Module AES
AES symmetric cipher
AES (Advanced Encryption Standard) is a symmetric block cipher standardized
by NIST . It has a fixed data block size of 16 bytes.
Its keys can be 128, 192, or 256 bits long.
AES is very fast and secure, and it is the de facto standard for symmetric
encryption.
As an example, encryption can be done as follows:
>>> from Crypto.Cipher import AES
>>> from Crypto import Random
>>>
>>> key = b'Sixteen byte key'
>>> iv = Random.new().read(AES.block_size)

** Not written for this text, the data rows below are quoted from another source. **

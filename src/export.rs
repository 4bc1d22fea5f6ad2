//! Export: composed document to SVG or flattened PNG
//!
//! PNG export rasterizes the composed document at a fixed pixel width;
//! the height follows the document's own aspect ratio. The SVG path is a
//! plain write of the composed text, which is already standalone (the
//! palette travels as an embedded style block).

use std::path::Path;

use log::info;

use crate::error::VisageError;

/// Write the composed SVG document as-is
pub fn export_svg(document: &str, path: &Path) -> Result<(), VisageError> {
    std::fs::write(path, document)
        .map_err(|e| VisageError::Export(format!("{}: {}", path.display(), e)))?;
    info!("wrote {}", path.display());
    Ok(())
}

/// Rasterize the composed document to a PNG of the given pixel width
pub fn export_png(document: &str, path: &Path, width: u32) -> Result<(), VisageError> {
    let (pixels, width, height) = rasterize(document, width)?;

    let img = image::RgbaImage::from_raw(width, height, pixels)
        .ok_or_else(|| VisageError::Export("pixel buffer size mismatch".into()))?;
    img.save_with_format(path, image::ImageFormat::Png)
        .map_err(|e| VisageError::Export(format!("{}: {}", path.display(), e)))?;

    info!("wrote {} ({}x{})", path.display(), width, height);
    Ok(())
}

/// Render to straight-alpha RGBA at the given width
fn rasterize(document: &str, width: u32) -> Result<(Vec<u8>, u32, u32), VisageError> {
    if width == 0 {
        return Err(VisageError::Export("png width must be positive".into()));
    }

    let options = usvg::Options::default();
    let tree = usvg::Tree::from_str(document, &options)
        .map_err(|e| VisageError::Export(format!("svg parse: {}", e)))?;

    let size = tree.size();
    let scale = width as f32 / size.width();
    let height = ((width as f32) * size.height() / size.width()).round().max(1.0) as u32;

    let mut pixmap = resvg::tiny_skia::Pixmap::new(width, height)
        .ok_or_else(|| VisageError::Export(format!("bad raster size {}x{}", width, height)))?;
    resvg::render(
        &tree,
        resvg::tiny_skia::Transform::from_scale(scale, scale),
        &mut pixmap.as_mut(),
    );

    // Pixmap data is premultiplied; PNG wants straight alpha
    let mut rgba = Vec::with_capacity(pixmap.pixels().len() * 4);
    for pixel in pixmap.pixels() {
        let color = pixel.demultiply();
        rgba.extend_from_slice(&[color.red(), color.green(), color.blue(), color.alpha()]);
    }

    Ok((rgba, width, height))
}
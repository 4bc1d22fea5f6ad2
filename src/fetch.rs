//! Part sources: where listings and assets come from
//!
//! [`PartSource`] is the seam between the cache machinery and the parts
//! repository. [`HttpSource`] talks to a parts server with a blocking
//! client (fetch jobs already run on worker threads); [`DirSource`] reads
//! the same layout from a local directory, which is also what the tests
//! use via an in-memory mock.

use std::path::PathBuf;
use std::time::Duration;

use log::debug;

use crate::entities::variant::{self, VariantDescriptor};
use crate::error::VisageError;

/// External parts repository
pub trait PartSource: Send + Sync {
    /// Ordered variant descriptors for one category. Failure is fatal
    /// for the category.
    fn list_variants(&self, category: &str) -> Result<Vec<VariantDescriptor>, VisageError>;

    /// Raw SVG text for one variant
    fn fetch_part(&self, category: &str, name: &str) -> Result<String, VisageError>;
}

/// Parts server over HTTP
pub struct HttpSource {
    base: String,
    client: reqwest::blocking::Client,
}

impl HttpSource {
    pub fn new(base: &str) -> Result<Self, VisageError> {
        let client = reqwest::blocking::Client::builder()
            .timeout(Duration::from_secs(30))
            .user_agent(concat!("visage/", env!("CARGO_PKG_VERSION")))
            .build()
            .map_err(|e| VisageError::Transport(e.to_string()))?;

        Ok(Self {
            base: base.trim_end_matches('/').to_string(),
            client,
        })
    }

    pub fn base(&self) -> &str {
        &self.base
    }

    fn get_text(&self, url: &str) -> Result<String, String> {
        let response = self.client.get(url).send().map_err(|e| e.to_string())?;
        if !response.status().is_success() {
            return Err(format!("HTTP {}", response.status()));
        }
        response.text().map_err(|e| e.to_string())
    }
}

impl PartSource for HttpSource {
    fn list_variants(&self, category: &str) -> Result<Vec<VariantDescriptor>, VisageError> {
        let url = format!("{}/parts/{}/index.html", self.base, category);
        debug!("listing {}", url);
        let html = self
            .get_text(&url)
            .map_err(|reason| VisageError::ListingFetch {
                category: category.to_string(),
                reason,
            })?;
        Ok(variant::parse_listing(category, &html))
    }

    fn fetch_part(&self, category: &str, name: &str) -> Result<String, VisageError> {
        let url = format!("{}/parts/{}/{}", self.base, category, name);
        debug!("fetching {}", url);
        self.get_text(&url).map_err(|reason| VisageError::AssetFetch {
            category: category.to_string(),
            name: name.to_string(),
            reason,
        })
    }
}

/// Parts repository checked out on disk, same layout as the server
pub struct DirSource {
    root: PathBuf,
}

impl DirSource {
    pub fn new(root: impl Into<PathBuf>) -> Self {
        Self { root: root.into() }
    }
}

impl PartSource for DirSource {
    fn list_variants(&self, category: &str) -> Result<Vec<VariantDescriptor>, VisageError> {
        let path = self.root.join(category).join("index.html");
        let html = std::fs::read_to_string(&path).map_err(|e| VisageError::ListingFetch {
            category: category.to_string(),
            reason: format!("{}: {}", path.display(), e),
        })?;
        Ok(variant::parse_listing(category, &html))
    }

    fn fetch_part(&self, category: &str, name: &str) -> Result<String, VisageError> {
        let path = self.root.join(category).join(name);
        std::fs::read_to_string(&path).map_err(|e| VisageError::AssetFetch {
            category: category.to_string(),
            name: name.to_string(),
            reason: format!("{}: {}", path.display(), e),
        })
    }
}
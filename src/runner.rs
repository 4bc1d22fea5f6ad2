//! Application runner - builds the session from CLI arguments and
//! drives listing, selection, export and permalink requests.

use std::sync::Arc;

use anyhow::{Context, bail};
use log::{debug, info};

use crate::cli::Args;
use crate::config::Settings;
use crate::core::session::{Session, SessionEvent};
use crate::export;
use crate::fetch::{DirSource, HttpSource, PartSource};
use crate::permalink::{self, RenderRequest};

pub fn run_app(args: Args) -> anyhow::Result<()> {
    let source: Arc<dyn PartSource> = match (&args.server, &args.parts_dir) {
        (Some(_), Some(_)) => bail!("--server and --parts-dir are mutually exclusive"),
        (Some(url), None) => Arc::new(HttpSource::new(url)?),
        (None, Some(dir)) => Arc::new(DirSource::new(dir)),
        (None, None) => bail!("one of --server or --parts-dir is required"),
    };

    let mut settings = Settings::default();
    if let Some(radius) = args.preload_radius {
        settings.preload_radius = radius;
    }
    if let Some(capacity) = args.cache_capacity {
        settings.cache_capacity = capacity;
    }
    settings.png_width = args.png_width;

    let mut session = Session::connect(source, settings).context("session setup failed")?;
    let events = session.events();

    if args.list {
        let names: Vec<String> = session.category_names().map(str::to_string).collect();
        for name in names {
            let cat = session.category(&name)?;
            println!("{} ({} variants)", name, cat.len());
            for (index, variant) in cat.variants().iter().enumerate() {
                println!(
                    "  [{}] {} by {} ({})",
                    index,
                    variant.name,
                    variant.creator,
                    variant.tags.join(" ")
                );
            }
        }
        return Ok(());
    }

    for assignment in &args.select {
        let (category, index) = assignment
            .split_once('=')
            .with_context(|| format!("bad --select '{}', expected CATEGORY=INDEX", assignment))?;
        let index: usize = index
            .parse()
            .with_context(|| format!("bad index in --select '{}'", assignment))?;
        let landed = session.select_index(category, index)?;
        info!("{}: selection {}", category, landed);
    }

    for assignment in &args.color {
        let (key, value) = assignment
            .split_once('=')
            .with_context(|| format!("bad --color '{}', expected KEY=#RRGGBB", assignment))?;
        session.palette_mut().set(key, value)?;
    }

    for event in events.try_iter() {
        match event {
            SessionEvent::PartLoaded { category, index } => {
                debug!("loaded {}[{}]", category, index)
            }
            SessionEvent::PartFailed {
                category,
                index,
                reason,
            } => debug!("failed {}[{}]: {}", category, index, reason),
        }
    }

    if let Some(out) = &args.out {
        let document = session.compose()?;
        let is_png = out
            .extension()
            .and_then(|e| e.to_str())
            .is_some_and(|e| e.eq_ignore_ascii_case("png"));
        if is_png {
            export::export_png(&document, out, args.png_width)?;
        } else {
            export::export_svg(&document, out)?;
        }
    }

    if args.permalink {
        let Some(base) = &args.server else {
            bail!("--permalink requires --server");
        };
        let request = RenderRequest::from_session(&session);
        let path = permalink::request_render(base, &request)?;
        println!(
            "{}/{}",
            base.trim_end_matches('/'),
            path.trim_start_matches('/')
        );
    }

    if args.out.is_none() && !args.permalink {
        // No sink requested: the composed document goes to stdout
        print!("{}", session.compose()?);
    }

    Ok(())
}
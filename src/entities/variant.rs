//! Variant descriptors and listing parsing
//!
//! A category listing is an HTML index whose anchors each carry the
//! variant's stable name (href), space-separated tags and a creator
//! attribution. Anchor order defines variant index order.
//!
//! Stable names encode a numeric ordinal (`hair_0012_fluffy.svg` -> 12).
//! It is parsed exactly once here, at listing time; for back-hair
//! variants the ordinal is the hair-index threshold at which the variant
//! becomes active (see [`crate::core::align`]).

use log::warn;
use once_cell::sync::Lazy;
use regex::Regex;

/// One selectable asset option within a category. Immutable after load.
#[derive(Debug, Clone, PartialEq, Eq)]
pub struct VariantDescriptor {
    /// Stable name, also the asset path segment
    pub name: String,
    pub tags: Vec<String>,
    /// Attribution string, carried into composed documents
    pub creator: String,
    /// Numeric field encoded in the stable name, if present
    pub ordinal: Option<u32>,
}

impl VariantDescriptor {
    pub fn new(name: impl Into<String>, tags: Vec<String>, creator: impl Into<String>) -> Self {
        let name = name.into();
        let ordinal = parse_ordinal(&name);
        Self {
            name,
            tags,
            creator: creator.into(),
            ordinal,
        }
    }
}

static ANCHOR_RE: Lazy<Regex> = Lazy::new(|| Regex::new(r"(?s)<a\s[^>]*>").unwrap());
static HREF_RE: Lazy<Regex> = Lazy::new(|| Regex::new(r#"href\s*=\s*"([^"]*)""#).unwrap());
static TAGS_RE: Lazy<Regex> = Lazy::new(|| Regex::new(r#"data-tags\s*=\s*"([^"]*)""#).unwrap());
static CREATOR_RE: Lazy<Regex> =
    Lazy::new(|| Regex::new(r#"data-creator\s*=\s*"([^"]*)""#).unwrap());
static ORDINAL_RE: Lazy<Regex> = Lazy::new(|| Regex::new(r"^[^_]+_([0-9]+)").unwrap());

/// Extract the numeric ordinal from a stable name
pub fn parse_ordinal(name: &str) -> Option<u32> {
    ORDINAL_RE
        .captures(name)
        .and_then(|c| c.get(1))
        .and_then(|m| m.as_str().parse().ok())
}

/// Parse a category listing into ordered variant descriptors.
///
/// Anchors missing any of the three attributes are skipped with a
/// warning; the remaining anchors keep their document order.
pub fn parse_listing(category: &str, html: &str) -> Vec<VariantDescriptor> {
    let mut variants = Vec::new();

    for anchor in ANCHOR_RE.find_iter(html) {
        let tag = anchor.as_str();
        let href = HREF_RE.captures(tag).map(|c| c[1].to_string());
        let tags = TAGS_RE.captures(tag).map(|c| c[1].to_string());
        let creator = CREATOR_RE.captures(tag).map(|c| c[1].to_string());

        let (Some(name), Some(tags), Some(creator)) = (href, tags, creator) else {
            warn!("{}: skipping listing anchor without variant attributes", category);
            continue;
        };

        let tags = tags
            .split_whitespace()
            .map(|t| t.to_string())
            .collect::<Vec<_>>();
        variants.push(VariantDescriptor::new(name, tags, creator));
    }

    variants
}
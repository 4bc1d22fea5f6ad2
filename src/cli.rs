use clap::Parser;
use std::path::PathBuf;

/// Layered SVG avatar composer
#[derive(Parser, Debug)]
#[command(author, version, about, long_about = None)]
pub struct Args {
    /// Parts server base URL (e.g. http://localhost:8080)
    #[arg(short = 'u', long = "server", value_name = "URL")]
    pub server: Option<String>,

    /// Local parts directory (same layout as the server webroot)
    #[arg(short = 'd', long = "parts-dir", value_name = "DIR")]
    pub parts_dir: Option<PathBuf>,

    /// Select a variant (can be specified multiple times)
    #[arg(short = 's', long = "select", value_name = "CATEGORY=INDEX")]
    pub select: Vec<String>,

    /// Override a palette color (can be specified multiple times)
    #[arg(short = 'c', long = "color", value_name = "KEY=#RRGGBB")]
    pub color: Vec<String>,

    /// Output file; a .png extension exports a raster, anything else the SVG text
    #[arg(short = 'o', long = "out", value_name = "FILE")]
    pub out: Option<PathBuf>,

    /// Pixel width of PNG exports
    #[arg(long = "png-width", value_name = "PX", default_value_t = 512)]
    pub png_width: u32,

    /// Preload radius around each selection
    #[arg(long = "radius", value_name = "N")]
    pub preload_radius: Option<usize>,

    /// Per-category part cache capacity
    #[arg(long = "cache-capacity", value_name = "N")]
    pub cache_capacity: Option<usize>,

    /// Print categories and variants, then exit
    #[arg(short = 'l', long = "list")]
    pub list: bool,

    /// Request a server-side render permalink (needs --server)
    #[arg(short = 'p', long = "permalink")]
    pub permalink: bool,

    /// Increase logging verbosity (default: warn, -v: info, -vv: debug, -vvv+: trace)
    #[arg(short = 'v', long = "verbose", action = clap::ArgAction::Count)]
    pub verbosity: u8,
}
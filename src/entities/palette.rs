//! Shared color palette for part tinting
//!
//! Parts reference palette slots by class name (`.flesh`, `.hair2`, ...).
//! The palette is embedded as a style block in composed documents and
//! sent with server-side render requests.

use std::collections::BTreeMap;

use serde::{Deserialize, Serialize};

use crate::error::VisageError;

/// Slot names in picker order, with default colors
pub const DEFAULT_SLOTS: &[(&str, &str)] = &[
    ("flesh", "#f2c280"),
    ("flesh2", "#e3a65c"),
    ("flesh3", "#ce8e45"),
    ("hair", "#5a3b2e"),
    ("hair2", "#46281c"),
    ("eye", "#3f7bb5"),
    ("p1", "#d34b4b"),
    ("p2", "#4bd385"),
    ("p3", "#4b6bd3"),
    ("p4", "#d3c84b"),
];

/// Ordered color slots, keyed by class name
#[derive(Debug, Clone, Serialize, Deserialize)]
pub struct Palette {
    slots: Vec<(String, String)>,
}

impl Default for Palette {
    fn default() -> Self {
        Self {
            slots: DEFAULT_SLOTS
                .iter()
                .map(|(k, v)| (k.to_string(), v.to_string()))
                .collect(),
        }
    }
}

impl Palette {
    /// Slot keys in picker order
    pub fn keys(&self) -> impl Iterator<Item = &str> {
        self.slots.iter().map(|(k, _)| k.as_str())
    }

    pub fn get(&self, key: &str) -> Option<&str> {
        self.slots
            .iter()
            .find(|(k, _)| k == key)
            .map(|(_, v)| v.as_str())
    }

    /// Set a slot to a `#rrggbb` color
    pub fn set(&mut self, key: &str, color: &str) -> Result<(), VisageError> {
        let normalized = normalize_hex(color)?;
        let slot = self
            .slots
            .iter_mut()
            .find(|(k, _)| k == key)
            .ok_or_else(|| VisageError::UnknownPaletteKey(key.to_string()))?;
        slot.1 = normalized;
        Ok(())
    }

    /// Key -> color map for the server render request
    pub fn to_map(&self) -> BTreeMap<String, String> {
        self.slots.iter().cloned().collect()
    }

    /// CSS rules for a composed document's style block
    pub fn style_rules(&self) -> String {
        let mut rules = String::new();
        for (key, color) in &self.slots {
            rules.push_str(&format!(".{} {{ fill: {}; }}\n", key, color));
        }
        rules
    }
}

/// Validate and lowercase a `#rrggbb` string
pub fn normalize_hex(color: &str) -> Result<String, VisageError> {
    let hex = color
        .strip_prefix('#')
        .ok_or_else(|| VisageError::InvalidColor(color.to_string()))?;
    if hex.len() != 6 || !hex.chars().all(|c| c.is_ascii_hexdigit()) {
        return Err(VisageError::InvalidColor(color.to_string()));
    }
    Ok(format!("#{}", hex.to_ascii_lowercase()))
}

/// Format rgb components as `#rrggbb`
pub fn format_hex(rgb: [u8; 3]) -> String {
    format!("#{:02x}{:02x}{:02x}", rgb[0], rgb[1], rgb[2])
}

#[cfg(test)]
mod tests {
    use super::*;

    #[test]
    fn default_slots_are_ordered() {
        let palette = Palette::default();
        let keys: Vec<_> = palette.keys().collect();
        assert_eq!(keys[0], "flesh");
        assert_eq!(keys.len(), DEFAULT_SLOTS.len());
    }

    #[test]
    fn set_validates_and_normalizes() {
        let mut palette = Palette::default();
        palette.set("eye", "#AABBCC").unwrap();
        assert_eq!(palette.get("eye"), Some("#aabbcc"));

        assert!(matches!(
            palette.set("eye", "red"),
            Err(VisageError::InvalidColor(_))
        ));
        assert!(matches!(
            palette.set("nope", "#aabbcc"),
            Err(VisageError::UnknownPaletteKey(_))
        ));
    }

    #[test]
    fn hex_round_trip() {
        assert_eq!(format_hex([255, 255, 255]), "#ffffff");
        assert_eq!(format_hex([18, 52, 86]), "#123456");
        assert_eq!(normalize_hex("#123456").unwrap(), "#123456");
    }

    #[test]
    fn style_rules_cover_every_slot() {
        let palette = Palette::default();
        let css = palette.style_rules();
        for (key, color) in DEFAULT_SLOTS {
            assert!(css.contains(&format!(".{} {{ fill: {}; }}", key, color)));
        }
    }
}
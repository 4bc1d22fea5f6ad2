//! Circular index arithmetic and preload window computation
//!
//! `wrap` is the single place modulo arithmetic happens; the scheduler,
//! the session and the cross-category sync all go through it. The preload
//! window is inclusive on both ends: `[center - radius, center + radius]`
//! wrapped into `[0, len)`, each index visited once.

/// Wrap a possibly-negative offset index into `[0, len)`.
///
/// Returns None for an empty list, which has no valid indices.
pub fn wrap(index: i64, len: usize) -> Option<usize> {
    if len == 0 {
        return None;
    }
    let len = len as i64;
    Some(index.rem_euclid(len) as usize)
}

/// Indices to keep warm around `center`, window order, deduplicated.
///
/// `center` itself is part of the window; on short lists the wrapped
/// window may cover the whole variant list.
pub fn window(center: usize, len: usize, radius: usize) -> Vec<usize> {
    let mut indices = Vec::with_capacity(radius * 2 + 1);
    if len == 0 {
        return indices;
    }

    let center = center as i64;
    let radius = radius as i64;
    for offset in -radius..=radius {
        let Some(wrapped) = wrap(center + offset, len) else {
            continue;
        };
        if !indices.contains(&wrapped) {
            indices.push(wrapped);
        }
    }
    indices
}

>>> cipher = AES.new(key, AES.MODE_CFB, iv)
>>> msg = iv + cipher.encrypt(b'Attack at dawn')
|
new(key,
*args,
**kwargs)
Create a new AES cipher |
|
|
|
MODE_ECB = 1
Electronic Code Book (ECB).
|
|
MODE_CBC = 2
Cipher-Block Chaining (CBC).
|
|
MODE_CFB = 3
Cipher FeedBack (CFB).
|
|
MODE_PGP = 4
This mode should not be used.
|
|
MODE_OFB = 5
Output FeedBack (OFB).
|
|
MODE_CTR = 6
CounTer Mode (CTR).
|
|
MODE_OPENPGP = 7
OpenPGP Mode.
|
|
block_size = 16
Size of a data block (in bytes)
|
|
key_size = 16, 24, 32
Size of a key (in bytes)
|
new(key,
*args,
**kwargs)
|
|
Create a new AES cipher
- Parameters:
key (byte string) - The secret key to use in the symmetric cipher.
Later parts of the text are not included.